● **GOAL OF THE EXERCISE**
Scan the entries that follow and copy out every line containing "NaiveDate".

● **DATA TO EXAMINE**
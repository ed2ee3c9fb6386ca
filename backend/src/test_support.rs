//! Test utilities for the backend crate.
//!
//! Shared by unit tests in `src/` and the integration suites in `tests/`.
//! Compiled for tests and behind the `test-support` feature.

use std::sync::Arc;

use crate::domain::dispatcher::Dispatcher;
use crate::domain::handlers::{EntityHandlerDeps, register_guide_entities};
use crate::domain::ports::{FixtureUserDirectory, MessagePublisher, RowStore, UserDirectory};
use crate::domain::DataContext;

mod clock;
mod messaging;
mod row_store;

pub use clock::MutableClock;
pub use messaging::{FailingMessagePublisher, RecordingMessagePublisher};
pub use row_store::{FlakyRowStore, StallingRowStore};

/// Handler collaborators assembled from explicit doubles.
pub fn entity_deps(
    store: Arc<dyn RowStore>,
    publisher: Arc<dyn MessagePublisher>,
    directory: Arc<dyn UserDirectory>,
    clock: Arc<MutableClock>,
) -> EntityHandlerDeps {
    EntityHandlerDeps {
        data: DataContext::new(store, clock),
        publisher,
        directory,
    }
}

/// Dispatcher with every guide table registered.
///
/// # Panics
/// Panics when registration fails, which only happens if the guide tables
/// are registered twice.
pub fn guide_dispatcher(deps: &EntityHandlerDeps) -> Dispatcher {
    let mut builder = Dispatcher::builder();
    if let Err(err) = register_guide_entities(&mut builder, deps) {
        panic!("guide handlers failed to register: {err}");
    }
    builder.build()
}

/// Directory with no known users.
pub fn empty_directory() -> Arc<dyn UserDirectory> {
    Arc::new(FixtureUserDirectory::default())
}
//! bb8 pool of async Diesel PostgreSQL connections.

use std::time::Duration;

use diesel_async::AsyncPgConnection;
use diesel_async::pooled_connection::AsyncDieselConnectionManager;
use diesel_async::pooled_connection::bb8::{Pool, PooledConnection};
use tracing::info;

/// Pool construction and checkout failures.
#[derive(Debug, Clone, PartialEq, Eq, thiserror::Error)]
pub enum PoolError {
    #[error("failed to get connection from pool: {message}")]
    Checkout { message: String },
    #[error("failed to build connection pool: {message}")]
    Build { message: String },
}

impl PoolError {
    pub fn checkout(message: impl Into<String>) -> Self {
        Self::Checkout {
            message: message.into(),
        }
    }

    pub fn build(message: impl Into<String>) -> Self {
        Self::Build {
            message: message.into(),
        }
    }
}

/// Pool sizing and timeouts.
///
/// Defaults: 10 connections, 2 idle, 30 second checkout timeout.
#[derive(Debug, Clone)]
pub struct PoolConfig {
    database_url: String,
    max_size: u32,
    min_idle: Option<u32>,
    connection_timeout: Duration,
}

impl PoolConfig {
    pub fn new(database_url: impl Into<String>) -> Self {
        Self {
            database_url: database_url.into(),
            max_size: 10,
            min_idle: Some(2),
            connection_timeout: Duration::from_secs(30),
        }
    }

    #[must_use]
    pub fn with_max_size(mut self, max_size: u32) -> Self {
        self.max_size = max_size;
        self
    }

    #[must_use]
    pub fn with_min_idle(mut self, min_idle: Option<u32>) -> Self {
        self.min_idle = min_idle;
        self
    }

    #[must_use]
    pub fn with_connection_timeout(mut self, timeout: Duration) -> Self {
        self.connection_timeout = timeout;
        self
    }

    pub fn database_url(&self) -> &str {
        &self.database_url
    }
}

/// Shared handle to the connection pool.
#[derive(Clone)]
pub struct DbPool {
    inner: Pool<AsyncPgConnection>,
}

impl DbPool {
    /// Build the pool.
    ///
    /// # Errors
    /// Returns [`PoolError::Build`] when the pool cannot be constructed.
    pub async fn new(config: PoolConfig) -> Result<Self, PoolError> {
        let manager = AsyncDieselConnectionManager::<AsyncPgConnection>::new(config.database_url());
        let inner = Pool::builder()
            .max_size(config.max_size)
            .min_idle(config.min_idle)
            .connection_timeout(config.connection_timeout)
            .build(manager)
            .await
            .map_err(|err| PoolError::build(err.to_string()))?;
        info!(max_size = config.max_size, "database pool ready");
        Ok(Self { inner })
    }

    /// Check out a connection.
    ///
    /// # Errors
    /// Returns [`PoolError::Checkout`] when none is available in time.
    pub async fn get(&self) -> Result<PooledConnection<'_, AsyncPgConnection>, PoolError> {
        self.inner
            .get()
            .await
            .map_err(|err| PoolError::checkout(err.to_string()))
    }
}
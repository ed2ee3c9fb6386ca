//! Guide entity bodies.
//!
//! Each body carries only its business fields; audit columns live on the
//! surrounding [`Record`](super::entity::Record). Ownership hooks decide which
//! auth-scope filters apply to the table.

use chrono::NaiveDate;
use serde::{Deserialize, Serialize};
use uuid::Uuid;

use super::audit::AuditFields;
use super::entity::{EntityBody, EntityOperation, OwnerColumns, OwnerField, Table};
use super::messaging::QueueName;

fn owning_user(audit: &AuditFields) -> OwnerField {
    OwnerField::Value(audit.attribution().auth_user_id)
}

fn owning_customer(audit: &AuditFields) -> OwnerField {
    OwnerField::Value(audit.attribution().auth_customer_id)
}

/// Directory category. Visible to every caller.
#[derive(Debug, Clone, PartialEq, Eq, Serialize, Deserialize)]
#[serde(rename_all = "camelCase")]
pub struct Category {
    pub name: String,
    pub slug: String,
    #[serde(default)]
    pub description: Option<String>,
}

impl EntityBody for Category {
    const TABLE: Table = Table::Categories;
}

/// A listed business.
#[derive(Debug, Clone, PartialEq, Eq, Serialize, Deserialize)]
#[serde(rename_all = "camelCase")]
pub struct Business {
    pub name: String,
    pub category_id: Uuid,
    #[serde(default)]
    pub address: Option<String>,
    #[serde(default)]
    pub phone: Option<String>,
    #[serde(default)]
    pub website: Option<String>,
}

impl EntityBody for Business {
    const TABLE: Table = Table::Businesses;
    const OWNER_COLUMNS: OwnerColumns = OwnerColumns::BOTH;

    fn owner_user(&self, audit: &AuditFields) -> OwnerField {
        owning_user(audit)
    }

    fn owner_customer(&self, audit: &AuditFields) -> OwnerField {
        owning_customer(audit)
    }

    fn notification(operation: EntityOperation) -> Option<QueueName> {
        matches!(operation, EntityOperation::Create).then_some(QueueName::BusinessCreated)
    }
}

/// A review left on a business.
#[derive(Debug, Clone, PartialEq, Eq, Serialize, Deserialize)]
#[serde(rename_all = "camelCase")]
pub struct Review {
    pub business_id: Uuid,
    pub rating: u8,
    #[serde(default)]
    pub comment: Option<String>,
}

impl EntityBody for Review {
    const TABLE: Table = Table::Reviews;
    const OWNER_COLUMNS: OwnerColumns = OwnerColumns::USER;

    fn owner_user(&self, audit: &AuditFields) -> OwnerField {
        owning_user(audit)
    }

    fn notification(operation: EntityOperation) -> Option<QueueName> {
        matches!(operation, EntityOperation::Create).then_some(QueueName::ReviewSubmitted)
    }
}

/// A customer's listing plan.
///
/// The owning customer is the body's own `customerId`, not the caller that
/// created the row.
#[derive(Debug, Clone, PartialEq, Eq, Serialize, Deserialize)]
#[serde(rename_all = "camelCase")]
pub struct Subscription {
    pub customer_id: Uuid,
    pub plan: String,
    #[serde(default)]
    pub renews_on: Option<NaiveDate>,
}

impl EntityBody for Subscription {
    const TABLE: Table = Table::Subscriptions;
    const OWNER_COLUMNS: OwnerColumns = OwnerColumns::USER;

    fn owner_user(&self, audit: &AuditFields) -> OwnerField {
        owning_user(audit)
    }

    fn owner_customer(&self, _audit: &AuditFields) -> OwnerField {
        OwnerField::Value(Some(self.customer_id))
    }

    fn notification(operation: EntityOperation) -> Option<QueueName> {
        matches!(
            operation,
            EntityOperation::Create | EntityOperation::Update | EntityOperation::Delete
        )
        .then_some(QueueName::SubscriptionChanged)
    }
}

/// A payment against a subscription.
#[derive(Debug, Clone, PartialEq, Eq, Serialize, Deserialize)]
#[serde(rename_all = "camelCase")]
pub struct Payment {
    pub subscription_id: Uuid,
    pub amount_cents: i64,
    pub currency: String,
    #[serde(default)]
    pub reference: Option<String>,
}

impl EntityBody for Payment {
    const TABLE: Table = Table::Payments;
    const OWNER_COLUMNS: OwnerColumns = OwnerColumns::BOTH;

    fn owner_user(&self, audit: &AuditFields) -> OwnerField {
        owning_user(audit)
    }

    fn owner_customer(&self, audit: &AuditFields) -> OwnerField {
        owning_customer(audit)
    }

    fn notification(operation: EntityOperation) -> Option<QueueName> {
        matches!(operation, EntityOperation::Create).then_some(QueueName::PaymentReceived)
    }
}

/// A vacancy advertised by a business. Shared across a customer's users.
#[derive(Debug, Clone, PartialEq, Eq, Serialize, Deserialize)]
#[serde(rename_all = "camelCase")]
pub struct JobPosting {
    pub business_id: Uuid,
    pub title: String,
    pub description: String,
    #[serde(default)]
    pub salary_range: Option<String>,
}

impl EntityBody for JobPosting {
    const TABLE: Table = Table::JobPostings;
    const OWNER_COLUMNS: OwnerColumns = OwnerColumns::CUSTOMER;

    fn owner_customer(&self, audit: &AuditFields) -> OwnerField {
        owning_customer(audit)
    }

    fn notification(operation: EntityOperation) -> Option<QueueName> {
        matches!(operation, EntityOperation::Create).then_some(QueueName::JobPostingPublished)
    }
}

#[cfg(test)]
mod tests {
    use rstest::rstest;
    use serde_json::json;

    use super::*;
    use crate::domain::entity::{OwnerScoped, Record};

    #[rstest]
    fn categories_ignore_ownership() {
        let record = Record::new(
            Uuid::new_v4(),
            Category {
                name: "Bakeries".to_owned(),
                slug: "bakeries".to_owned(),
                description: None,
            },
        );
        assert_eq!(record.owner_user(), OwnerField::Unsupported);
        assert_eq!(record.owner_customer(), OwnerField::Unsupported);
    }

    #[rstest]
    fn subscriptions_are_owned_by_their_customer_field() {
        let customer = Uuid::new_v4();
        let mut record = Record::new(
            Uuid::new_v4(),
            Subscription {
                customer_id: customer,
                plan: "premium".to_owned(),
                renews_on: None,
            },
        );
        record.attribution_mut().auth_customer_id = Some(Uuid::new_v4());
        assert_eq!(record.owner_customer(), OwnerField::Value(Some(customer)));
    }

    #[rstest]
    fn job_postings_are_customer_scoped_only() {
        let record = Record::new(
            Uuid::new_v4(),
            JobPosting {
                business_id: Uuid::new_v4(),
                title: "Barista".to_owned(),
                description: "Morning shifts".to_owned(),
                salary_range: None,
            },
        );
        assert_eq!(record.owner_user(), OwnerField::Unsupported);
        assert_eq!(record.owner_customer(), OwnerField::Value(None));
    }

    /// Declared store-side columns must agree with the ownership hooks.
    fn assert_owner_columns_match_hooks<B: EntityBody>(body: B) {
        let user = Uuid::from_u128(1);
        let customer = Uuid::from_u128(2);
        let mut record = Record::new(Uuid::new_v4(), body);
        record.attribution_mut().auth_user_id = Some(user);
        record.attribution_mut().auth_customer_id = Some(customer);
        if B::OWNER_COLUMNS.user {
            assert_eq!(record.owner_user(), OwnerField::Value(Some(user)), "{}", B::TABLE);
        }
        if B::OWNER_COLUMNS.customer {
            assert_eq!(
                record.owner_customer(),
                OwnerField::Value(Some(customer)),
                "{}",
                B::TABLE
            );
        }
    }

    #[rstest]
    fn owner_columns_agree_with_ownership_hooks() {
        assert_owner_columns_match_hooks(Business {
            name: "Corner Bakery".to_owned(),
            category_id: Uuid::nil(),
            address: None,
            phone: None,
            website: None,
        });
        assert_owner_columns_match_hooks(Review {
            business_id: Uuid::nil(),
            rating: 4,
            comment: None,
        });
        assert_owner_columns_match_hooks(Subscription {
            customer_id: Uuid::new_v4(),
            plan: "basic".to_owned(),
            renews_on: None,
        });
        assert_owner_columns_match_hooks(Payment {
            subscription_id: Uuid::nil(),
            amount_cents: 1500,
            currency: "EUR".to_owned(),
            reference: None,
        });
        assert_owner_columns_match_hooks(JobPosting {
            business_id: Uuid::nil(),
            title: "Barista".to_owned(),
            description: "Morning shifts".to_owned(),
            salary_range: None,
        });
        assert_eq!(Subscription::OWNER_COLUMNS, OwnerColumns::USER);
        assert_eq!(Category::OWNER_COLUMNS, OwnerColumns::NONE);
    }

    #[rstest]
    #[case(EntityOperation::Create, Some(QueueName::SubscriptionChanged))]
    #[case(EntityOperation::Delete, Some(QueueName::SubscriptionChanged))]
    #[case(EntityOperation::Read, None)]
    fn subscription_notifications(
        #[case] operation: EntityOperation,
        #[case] expected: Option<QueueName>,
    ) {
        assert_eq!(Subscription::notification(operation), expected);
    }

    #[rstest]
    fn optional_fields_may_be_omitted() {
        let business: Business = serde_json::from_value(json!({
            "name": "Corner Bakery",
            "categoryId": Uuid::nil(),
        }))
        .expect("minimal business");
        assert!(business.website.is_none());
    }
}
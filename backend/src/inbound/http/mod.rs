//! HTTP inbound adapter.

pub mod entities;
pub mod error;
pub mod health;
pub mod identity;
pub mod state;

pub use entities::api_scope;
pub use error::{ApiResult, HttpError};
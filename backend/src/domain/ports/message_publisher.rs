//! Port for best-effort notifications to other subsystems.

use async_trait::async_trait;

use crate::domain::messaging::QueueName;

use super::define_port_error;

define_port_error! {
    /// Errors surfaced by messaging adapters.
    pub enum MessagePublishError {
        /// Messaging infrastructure is unavailable.
        Unavailable { message: String } => "message broker is unavailable: {message}",
        /// The broker refused the message.
        Rejected { message: String } => "message was rejected: {message}",
    }
}

/// Opaque acknowledgement returned by the broker.
#[derive(Debug, Clone, PartialEq, Eq)]
pub struct MessageAck(pub String);

/// Send a flat string payload to a named queue.
///
/// Implementations own any retry policy; callers send once.
#[cfg_attr(test, mockall::automock)]
#[async_trait]
pub trait MessagePublisher: Send + Sync {
    async fn send(
        &self,
        queue: QueueName,
        payload: String,
    ) -> Result<MessageAck, MessagePublishError>;
}
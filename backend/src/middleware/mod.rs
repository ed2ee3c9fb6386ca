//! Request middleware.
//!
//! Cross-cutting concerns applied to every HTTP request before it reaches a
//! route handler.

pub mod trace;

pub use trace::Trace;
//! Read-by-id handler.

use async_trait::async_trait;
use uuid::Uuid;

use super::{EntityHandlers, EntityView, GetEntity, HandlerStop, conclude, view_of};
use crate::domain::context::{Cancelled, RequestContext};
use crate::domain::dispatcher::RequestHandler;
use crate::domain::entity::{EntityBody, EntityOperation};
use crate::domain::envelope::ResultEnvelope;

#[async_trait]
impl<B: EntityBody> RequestHandler<GetEntity<B>> for EntityHandlers<B> {
    async fn handle(
        &self,
        request: GetEntity<B>,
        context: &RequestContext,
    ) -> Result<ResultEnvelope<EntityView<B>>, Cancelled> {
        let outcome = self.get(request.id, context).await;
        conclude(B::TABLE, EntityOperation::Read, outcome)
    }
}

impl<B: EntityBody> EntityHandlers<B> {
    async fn get(
        &self,
        id: Uuid,
        context: &RequestContext,
    ) -> Result<ResultEnvelope<EntityView<B>>, HandlerStop> {
        let record = self.load_visible(id, context).await?;
        let details = self
            .owner_details(std::slice::from_ref(&record), context)
            .await?;
        Ok(ResultEnvelope::success(view_of(record, &details)))
    }
}
/// Build the signable plan for a quote. The quote value is never mutated:
/// alternate-route selection derives a new quote first.
pub fn build_plan(
    config: &PlanConfig,
    quote: &Quote,
    options: &PlanOptions,
) -> Result<TransactionPlan, PlanError> {
    if quote.source != QuoteSource::Aggregator {
        return Err(PlanError::NotExecutable(
            "non-aggregator quote source".to_string(),
        ));
    }
    if options.slippage_bps > MAX_SLIPPAGE_BPS {
        return Err(PlanError::InvalidSlippage(options.slippage_bps));
    }
    if let Some(recipient) = &options.zap_recipient {
        if !is_valid_sui_address(recipient) {
            return Err(PlanError::InvalidRecipient(recipient.clone()));
        }
    }

    let selected = match options.route_id {
        Some(id) => quote.with_selected_route(id),
        None => quote.clone(),
    };

    // narrow the router payload to the selected path so the execution layer
    // replays exactly the route the caller approved
    let mut router = selected.router.clone();
    if let Some(path) = selected.selected_router_path() {
        router.paths = vec![path.clone()];
        router.amount_in = selected.amount_in;
        router.amount_out = selected.amount_out;
    }
    if router.paths.is_empty() {
        return Err(PlanError::NotExecutable("quote has no routes".to_string()));
    }

    let from_coin_type = router.paths[0].from.clone();
    let to_coin_type = router.paths[0].target.clone();

    let limit_amount = if selected.by_amount_in {
        adjust_for_slippage(selected.amount_out, options.slippage_bps, true)
    } else {
        adjust_for_slippage(selected.amount_in, options.slippage_bps, false)
    };

    let partner = partner_info(config, &selected, options.zap_recipient.as_deref());

    let route_label = selected
        .paths
        .iter()
        .find(|p| p.id == selected.selected_route_id)
        .map(|p| {
            p.steps
                .iter()
                .map(|s| format!("{}->{}", s.from_symbol, s.to_symbol))
                .collect::<Vec<_>>()
                .join(" | ")
        })
        .unwrap_or_else(|| selected.route_details.path_text.clone());

    let mut ops = vec![
        PlanOp::SplitInput {
            coin_type: from_coin_type.clone(),
            amount: selected.amount_in,
        },
        PlanOp::RouterSwap {
            router: router.clone(),
            slippage_bps: options.slippage_bps,
            limit_amount,
            partner: if partner.enabled {
                partner.partner_id.clone()
            } else {
                None
            },
        },
        PlanOp::RecordSwapEvent {
            target: format!("{}::swap_helper::record_swap_event", config.swap_package_id),
            from_coin_type: from_coin_type.clone(),
            to_coin_type: to_coin_type.clone(),
            amount_in: selected.amount_in,
            amount_out: selected.amount_out,
        },
    ];

    if config.enable_receipts {
        let is_atomic_zap = options.zap_recipient.is_some();
        let helper = if is_atomic_zap {
            "mint_zap_receipt"
        } else {
            "mint_swap_receipt"
        };
        ops.push(PlanOp::MintReceipt {
            target: format!("{}::swap_helper::{helper}", config.swap_package_id),
            route_label,
            zap_recipient: options.zap_recipient.clone(),
        });
    }

    let recipient = options
        .zap_recipient
        .clone()
        .unwrap_or_else(|| options.sender.clone());
    ops.push(PlanOp::TransferOutput {
        coin_type: to_coin_type.clone(),
        recipient,
    });

    Ok(TransactionPlan {
        sender: options.sender.clone(),
        from_coin_type,
        to_coin_type,
        amount_in: selected.amount_in,
        amount_out: selected.amount_out,
        by_amount_in: selected.by_amount_in,
        slippage_bps: options.slippage_bps,
        limit_amount,
        partner,
        ops,
    })
}
//! Transaction plan endpoint.

use axum::{extract::State, Json};
use serde::Deserialize;

use crate::api::AppState;
use crate::plan::{self, PlanError, PlanOptions, TransactionPlan, DEFAULT_SLIPPAGE_BPS};
use crate::quoting::tokens::is_valid_sui_address;
use crate::quoting::Quote;
use crate::types::{ApiError, ApiResult};

#[derive(Debug, Deserialize)]
#[serde(rename_all = "camelCase")]
pub struct PlanRequest {
    /// A quote previously returned by `/api/quote`
    pub quote: Quote,
    pub sender: String,
    #[serde(default = "default_slippage_bps")]
    pub slippage_bps: u64,
    /// Alternate candidate route id to execute
    #[serde(default)]
    pub route_id: Option<usize>,
    /// Zap mode: deliver the output here instead of the sender
    #[serde(default)]
    pub zap_recipient: Option<String>,
}

fn default_slippage_bps() -> u64 {
    DEFAULT_SLIPPAGE_BPS
}

/// POST /api/plan - Signable operation list for a quote
pub async fn create_plan(
    State(state): State<AppState>,
    Json(request): Json<PlanRequest>,
) -> ApiResult<Json<TransactionPlan>> {
    if !is_valid_sui_address(&request.sender) {
        return Err(ApiError::BadRequest(format!(
            "Invalid sender address: {}",
            request.sender
        )));
    }

    let options = PlanOptions {
        sender: request.sender,
        slippage_bps: request.slippage_bps,
        route_id: request.route_id,
        zap_recipient: request.zap_recipient,
    };

    let plan = plan::build_plan(&state.plan_config, &request.quote, &options).map_err(|e| {
        match e {
            PlanError::NotExecutable(_)
            | PlanError::InvalidSlippage(_)
            | PlanError::InvalidRecipient(_) => ApiError::BadRequest(e.to_string()),
        }
    })?;

    tracing::info!(
        sender = %plan.sender,
        ops = plan.ops.len(),
        slippage_bps = plan.slippage_bps,
        "transaction plan built"
    );

    Ok(Json(plan))
}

● **RESULT**
use chrono::NaiveDate;
    pub renews_on: Option<NaiveDate>,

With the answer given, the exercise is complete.